By being an early mover, Frazer won recognition and was regularly referenced when others followed his lead. With clear potential benefits for taking the lead, combined with an expectation of responding to incidents within a day, Corporate affairs leaders need to already have oversight on a wide range of potential issues.
Following the Parkland shootings, Delta Airlines’ CEO Ed Bastian responded by removing discounts for NRA members. He subsequently claimed this was an attempt to appear neutral as opposed to endorsing the NRA, but it was certainly initially seen as an attack on the organisation and led to Georgia lawmakers removing a tax break for the organisation in retaliation.
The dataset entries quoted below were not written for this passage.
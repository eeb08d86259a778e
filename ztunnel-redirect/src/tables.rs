//! Kernel-resident lookup tables and the records written into them.

use std::net::{IpAddr, Ipv4Addr};

use aya::maps::{Array, HashMap, MapData};
use aya::Pod;
use serde::Serialize;
use tracing::debug;

use ztunnel_redirect_common::{
    HostIpInfo, WorkloadInfo, HOST_IP_SLOT_V4, HOST_IP_SLOT_V6, LOG_DEBUG, LOG_INFO, LOG_NONE,
    MAP_APP_INFO, MAP_HOST_IP_INFO, MAP_LOG_LEVEL, MAP_ZTUNNEL_INFO, SINGLE_SLOT,
};

use crate::error::{RedirectError, TableError};

/// A kernel key/value table. Writes always upsert.
pub trait Table<K, V>: Send {
    fn update(&mut self, key: K, value: V) -> Result<(), TableError>;
    fn lookup(&self, key: &K) -> Result<V, TableError>;
    fn delete(&mut self, key: &K) -> Result<(), TableError>;
    fn entries(&self) -> Result<Vec<(K, V)>, TableError>;
}

impl<K: Pod + Send, V: Pod + Send> Table<K, V> for HashMap<MapData, K, V> {
    fn update(&mut self, key: K, value: V) -> Result<(), TableError> {
        Ok(self.insert(key, value, 0)?)
    }

    fn lookup(&self, key: &K) -> Result<V, TableError> {
        Ok(self.get(key, 0)?)
    }

    fn delete(&mut self, key: &K) -> Result<(), TableError> {
        Ok(self.remove(key)?)
    }

    fn entries(&self) -> Result<Vec<(K, V)>, TableError> {
        self.iter()
            .map(|entry| entry.map_err(TableError::from))
            .collect()
    }
}

impl<V: Pod + Send> Table<u32, V> for Array<MapData, V> {
    fn update(&mut self, key: u32, value: V) -> Result<(), TableError> {
        Ok(self.set(key, value, 0)?)
    }

    fn lookup(&self, key: &u32) -> Result<V, TableError> {
        Ok(self.get(key, 0)?)
    }

    /// Array entries always exist; they can only be overwritten.
    fn delete(&mut self, _key: &u32) -> Result<(), TableError> {
        Err(TableError::Unsupported("array maps"))
    }

    fn entries(&self) -> Result<Vec<(u32, V)>, TableError> {
        self.iter()
            .enumerate()
            .map(|(i, value)| Ok((i as u32, value?)))
            .collect()
    }
}

/// Level of the classifier's own trace output.
#[derive(Clone, Copy, Debug, PartialEq, Eq, Serialize)]
#[serde(rename_all = "lowercase")]
pub enum LogLevel {
    None,
    Info,
    Debug,
}

impl LogLevel {
    pub fn as_raw(self) -> u32 {
        match self {
            LogLevel::None => LOG_NONE,
            LogLevel::Info => LOG_INFO,
            LogLevel::Debug => LOG_DEBUG,
        }
    }
}

impl std::str::FromStr for LogLevel {
    type Err = RedirectError;

    fn from_str(s: &str) -> Result<Self, Self::Err> {
        match s {
            "none" => Ok(LogLevel::None),
            "info" => Ok(LogLevel::Info),
            "debug" => Ok(LogLevel::Debug),
            other => Err(RedirectError::UnknownLogLevel(other.to_string())),
        }
    }
}

/// One `app_info` entry, as returned by a dump.
#[derive(Clone, Debug, PartialEq, Eq, Serialize)]
pub struct WorkloadEntry {
    pub ip: Ipv4Addr,
    pub info: WorkloadInfo,
}

/// The tables the classifiers read.
pub struct LookupTables {
    pub app_info: Box<dyn Table<[u8; 4], WorkloadInfo>>,
    pub ztunnel_info: Box<dyn Table<u32, WorkloadInfo>>,
    pub host_ip_info: Box<dyn Table<u32, HostIpInfo>>,
    pub log_level: Box<dyn Table<u32, u32>>,
}

impl LookupTables {
    pub fn upsert_workload(&mut self, ip: Ipv4Addr, info: WorkloadInfo) -> Result<(), RedirectError> {
        self.app_info
            .update(ip.octets(), info)
            .map_err(|e| RedirectError::table("update", MAP_APP_INFO, e))?;
        debug!(%ip, ifindex = info.ifindex, "workload record written");
        Ok(())
    }

    /// Deletes the record for `ip`. A missing record is not an error.
    pub fn delete_workload(&mut self, ip: Ipv4Addr) -> Result<(), RedirectError> {
        match self.app_info.delete(&ip.octets()) {
            Ok(()) => {
                debug!(%ip, "workload record deleted");
                Ok(())
            }
            Err(TableError::KeyNotFound) => Ok(()),
            Err(e) => Err(RedirectError::table("delete", MAP_APP_INFO, e)),
        }
    }

    pub fn dump_app_info(&self) -> Result<Vec<WorkloadEntry>, RedirectError> {
        let entries = self
            .app_info
            .entries()
            .map_err(|e| RedirectError::table("iterate", MAP_APP_INFO, e))?;
        Ok(entries
            .into_iter()
            .map(|(key, info)| WorkloadEntry {
                ip: Ipv4Addr::from(key),
                info,
            })
            .collect())
    }

    /// Writes the ztunnel slot. An all-zero record clears it.
    pub fn set_ztunnel(&mut self, info: WorkloadInfo) -> Result<(), RedirectError> {
        self.ztunnel_info
            .update(SINGLE_SLOT, info)
            .map_err(|e| RedirectError::table("update", MAP_ZTUNNEL_INFO, e))
    }

    pub fn dump_ztunnel_info(&self) -> Result<WorkloadInfo, RedirectError> {
        self.ztunnel_info
            .lookup(&SINGLE_SLOT)
            .map_err(|e| RedirectError::table("lookup", MAP_ZTUNNEL_INFO, e))
    }

    pub fn set_log_level(&mut self, level: LogLevel) -> Result<(), RedirectError> {
        self.log_level
            .update(SINGLE_SLOT, level.as_raw())
            .map_err(|e| RedirectError::table("update", MAP_LOG_LEVEL, e))
    }

    /// Writes the node's own addresses: at most one per family, two in
    /// total. Addresses are parsed before anything is written.
    pub fn update_host_ips<S: AsRef<str>>(&mut self, ips: &[S]) -> Result<(), RedirectError> {
        if ips.len() > 2 {
            return Err(RedirectError::TooManyHostIps(ips.len()));
        }
        let parsed = ips
            .iter()
            .map(|s| {
                let s = s.as_ref();
                s.parse::<IpAddr>().map_err(|source| RedirectError::InvalidHostIp {
                    ip: s.to_string(),
                    source,
                })
            })
            .collect::<Result<Vec<_>, _>>()?;

        for ip in parsed {
            let (slot, octets) = match ip {
                IpAddr::V4(v4) => (HOST_IP_SLOT_V4, v4.to_ipv6_mapped().octets()),
                IpAddr::V6(v6) => (HOST_IP_SLOT_V6, v6.octets()),
            };
            self.host_ip_info
                .update(slot, HostIpInfo::from_octets(octets))
                .map_err(|e| RedirectError::table("update", MAP_HOST_IP_INFO, e))?;
            debug!(%ip, slot, "host ip written");
        }
        Ok(())
    }
}
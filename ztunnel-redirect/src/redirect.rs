//! Redirect requests and the attach, detach and table sequences that apply
//! them.
//!
//! A workload gets two filters on its host-side veth: `app_inbound` on
//! egress (traffic towards the pod) and `app_outbound` on ingress (traffic
//! leaving it). Ztunnel gets `ztunnel_host_ingress` on its host-side veth and
//! `ztunnel_ingress` on the peer end inside its own namespace.

use std::net::{IpAddr, Ipv4Addr};

use aya::Ebpf;
use serde::{Deserialize, Serialize};
use tracing::{debug, info, warn};

use ztunnel_redirect_common::{WorkloadInfo, CAPTURE_DNS_FLAG, ETH_ALEN};

use crate::error::{ErrorList, RedirectError};
use crate::loader::{Loaded, ProgramSet};
use crate::netns::NetnsExec;
use crate::tables::LookupTables;
use crate::tc::{self, Direction, TcBackend};

/// One add or remove of a workload or of ztunnel itself.
#[derive(Clone, Debug, Default, PartialEq, Eq, Serialize, Deserialize)]
pub struct RedirectArgs {
    /// Only the first address is used, and it must be IPv4.
    #[serde(default)]
    pub ip_addrs: Vec<IpAddr>,
    #[serde(default, with = "mac_serde")]
    pub mac_addr: Vec<u8>,
    /// Host-side veth.
    pub ifindex: u32,
    /// Ztunnel's veth inside `peer_ns`.
    #[serde(default)]
    pub peer_index: u32,
    #[serde(default)]
    pub is_ztunnel: bool,
    #[serde(default)]
    pub peer_ns: Option<String>,
    #[serde(default)]
    pub capture_dns: bool,
    #[serde(default)]
    pub remove: bool,
}

impl RedirectArgs {
    fn namespace(&self) -> Option<&str> {
        self.peer_ns.as_deref().filter(|ns| !ns.is_empty())
    }

    fn workload_ip(&self) -> Result<Ipv4Addr, RedirectError> {
        // Dual-stack pods are keyed by their first address only.
        match self.ip_addrs.first() {
            None => Err(RedirectError::NoIpAddrs),
            Some(IpAddr::V4(ip)) => Ok(*ip),
            Some(other) => Err(RedirectError::NotIpv4(*other)),
        }
    }

    fn mac(&self) -> Result<[u8; ETH_ALEN], RedirectError> {
        <[u8; ETH_ALEN]>::try_from(self.mac_addr.as_slice())
            .map_err(|_| RedirectError::InvalidMac(format_mac(&self.mac_addr)))
    }

    /// The record to write for an add. Removals use the zeroed record.
    fn record(&self) -> Result<WorkloadInfo, RedirectError> {
        if self.remove {
            return Ok(WorkloadInfo::default());
        }
        Ok(WorkloadInfo::new(self.ifindex, self.mac()?))
    }
}

pub fn format_mac(mac: &[u8]) -> String {
    mac.iter()
        .map(|b| format!("{b:02x}"))
        .collect::<Vec<_>>()
        .join(":")
}

pub fn parse_mac(s: &str) -> Result<Vec<u8>, String> {
    if s.is_empty() {
        return Ok(Vec::new());
    }
    s.split(':')
        .map(|part| {
            if part.is_empty() || part.len() > 2 {
                return Err(format!("invalid mac addr {s:?}"));
            }
            u8::from_str_radix(part, 16).map_err(|e| format!("invalid mac addr {s:?}: {e}"))
        })
        .collect()
}

/// MACs travel as `aa:bb:cc:dd:ee:ff` strings.
mod mac_serde {
    use serde::{Deserialize, Deserializer, Serializer};

    pub fn serialize<S: Serializer>(mac: &[u8], serializer: S) -> Result<S::Ok, S::Error> {
        serializer.serialize_str(&super::format_mac(mac))
    }

    pub fn deserialize<'de, D: Deserializer<'de>>(deserializer: D) -> Result<Vec<u8>, D::Error> {
        let s = String::deserialize(deserializer)?;
        super::parse_mac(&s).map_err(serde::de::Error::custom)
    }
}

/// Applies redirect requests against a kernel. Not safe to share: callers
/// must run one request at a time, which the server's worker does.
pub struct Redirector<K> {
    kernel: K,
    programs: ProgramSet,
    tables: LookupTables,
    /// Owner of the program fds in `programs`, if they came from a loader.
    _object: Option<Ebpf>,
}

impl<K: TcBackend + NetnsExec> Redirector<K> {
    pub fn new(kernel: K, programs: ProgramSet, tables: LookupTables) -> Self {
        Self {
            kernel,
            programs,
            tables,
            _object: None,
        }
    }

    /// Builds a redirector from a loaded object, keeping it open for as long
    /// as the redirector lives.
    pub fn from_loaded(kernel: K, loaded: Loaded) -> Self {
        let (programs, tables, object) = loaded.into_parts();
        Self {
            _object: Some(object),
            ..Self::new(kernel, programs, tables)
        }
    }

    pub fn tables(&self) -> &LookupTables {
        &self.tables
    }

    pub fn tables_mut(&mut self) -> &mut LookupTables {
        &mut self.tables
    }

    pub fn handle_request(&mut self, args: &RedirectArgs) -> Result<(), RedirectError> {
        let record = args.record()?;
        if args.is_ztunnel {
            self.handle_ztunnel(args, record)
        } else {
            self.handle_workload(args, record)
        }
    }

    fn handle_workload(&mut self, args: &RedirectArgs, record: WorkloadInfo) -> Result<(), RedirectError> {
        let ip = args.workload_ip()?;
        let ifindex = args.ifindex;
        let mut errs = ErrorList::new();

        if args.remove {
            if ifindex != 0 {
                errs.check(self.detach_workload(ifindex));
            } else {
                debug!(%ip, "zero ifindex for workload removal, skipping detach");
            }
            errs.check(self.tables.delete_workload(ip));
            return errs.into_result();
        }

        if let Err(e) = self.attach_workload(ifindex) {
            errs.push(e);
            errs.check(self.detach_workload(ifindex));
            return errs.into_result();
        }
        if let Err(e) = self.tables.upsert_workload(ip, record) {
            errs.push(e);
            errs.check(self.detach_workload(ifindex));
            return errs.into_result();
        }

        info!(%ip, ifindex, mac = %format_mac(&record.mac_addr), "workload redirected");
        Ok(())
    }

    fn handle_ztunnel(&mut self, args: &RedirectArgs, mut record: WorkloadInfo) -> Result<(), RedirectError> {
        let ifindex = args.ifindex;
        let peer_index = args.peer_index;
        let mut errs = ErrorList::new();

        if args.remove {
            match args.namespace() {
                Some(ns) if ifindex != 0 => errs.check(self.detach_ztunnel(ifindex, peer_index, ns)),
                ns => debug!(ifindex, namespace = ?ns, "ifindex or namespace invalid for ztunnel removal"),
            }
            // Array slots cannot be deleted, only zeroed.
            errs.check(self.tables.set_ztunnel(record));
            return errs.into_result();
        }

        let ns = args.namespace().ok_or(RedirectError::MissingNamespace)?;
        if let Err(e) = self.attach_ztunnel(ifindex, peer_index, ns) {
            errs.push(e);
            errs.check(self.detach_ztunnel(ifindex, peer_index, ns));
            return errs.into_result();
        }

        if args.capture_dns {
            record.flag |= CAPTURE_DNS_FLAG;
        }
        if let Err(e) = self.tables.set_ztunnel(record) {
            errs.push(e);
            errs.check(self.detach_ztunnel(ifindex, peer_index, ns));
            return errs.into_result();
        }

        info!(ifindex, peer_index, namespace = ns, capture_dns = args.capture_dns, "ztunnel redirected");
        Ok(())
    }

    /// Attaches both workload filters. Stops at the first failure; the
    /// caller rolls back.
    pub fn attach_workload(&self, ifindex: u32) -> Result<(), RedirectError> {
        tc::attach(&self.kernel, ifindex, Direction::Egress, &self.programs.app_inbound)?;
        tc::attach(&self.kernel, ifindex, Direction::Ingress, &self.programs.app_outbound)
    }

    /// Detaches both workload filters and drops the qdisc if it is unused.
    /// Every step runs; failures are collected.
    pub fn detach_workload(&self, ifindex: u32) -> Result<(), RedirectError> {
        let mut errs = ErrorList::new();
        errs.check(tc::detach(
            &self.kernel,
            ifindex,
            Direction::Ingress,
            &self.programs.app_outbound.name,
        ));
        errs.check(tc::detach(
            &self.kernel,
            ifindex,
            Direction::Egress,
            &self.programs.app_inbound.name,
        ));
        errs.check(tc::del_qdisc_if_needed(&self.kernel, ifindex));
        if !errs.is_empty() {
            warn!(ifindex, errors = errs.len(), "workload detach incomplete");
        }
        errs.into_result()
    }

    pub fn attach_ztunnel(&self, ifindex: u32, peer_index: u32, namespace: &str) -> Result<(), RedirectError> {
        tc::attach(
            &self.kernel,
            ifindex,
            Direction::Ingress,
            &self.programs.ztunnel_host_ingress,
        )?;
        self.kernel.with_netns(namespace, || {
            tc::attach(
                &self.kernel,
                peer_index,
                Direction::Ingress,
                &self.programs.ztunnel_ingress,
            )
        })
    }

    pub fn detach_ztunnel(&self, ifindex: u32, peer_index: u32, namespace: &str) -> Result<(), RedirectError> {
        let mut errs = ErrorList::new();
        errs.check(tc::detach(
            &self.kernel,
            ifindex,
            Direction::Ingress,
            &self.programs.ztunnel_host_ingress.name,
        ));
        errs.check(tc::del_qdisc_if_needed(&self.kernel, ifindex));

        errs.check(self.kernel.with_netns(namespace, || {
            let mut inner = ErrorList::new();
            inner.check(tc::detach(
                &self.kernel,
                peer_index,
                Direction::Ingress,
                &self.programs.ztunnel_ingress.name,
            ));
            inner.check(tc::del_qdisc_if_needed(&self.kernel, peer_index));
            inner.into_result()
        }));
        if !errs.is_empty() {
            warn!(ifindex, peer_index, namespace, errors = errs.len(), "ztunnel detach incomplete");
        }
        errs.into_result()
    }
}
Objectively, this financial loss could be viewed as a miscalculation, but it instead led to Bastian hardening his stance, stating “Our decision was not made for economic gain and our values are not for sale”.
This incident could have gone either way for Bastian and Delta, but by remaining authentic to his original stance he won praise from numerous quarters, including peers like Salesforce CEO Marc Benioff who tweeted “The CEO of the year award goes to Ed Bastian”.
The narratives around political issues are rarely static, so the Corporate Affairs team need to be monitoring how the conversation is progressing, how each of the key stakeholder groups are responding and then report back to the CEO and advise how they can incorporate this into their positioning to accentuate the positive feedback and mitigate the criticism.
The divisive political landscape means that taking a stand is not a straightforward task and there are risks associated with it. However, when the Corporate Affairs leader is equipped with the right intelligence and insight, and is able to link the stance with the values of the organisation, stakeholders will reward the authenticity and the courage.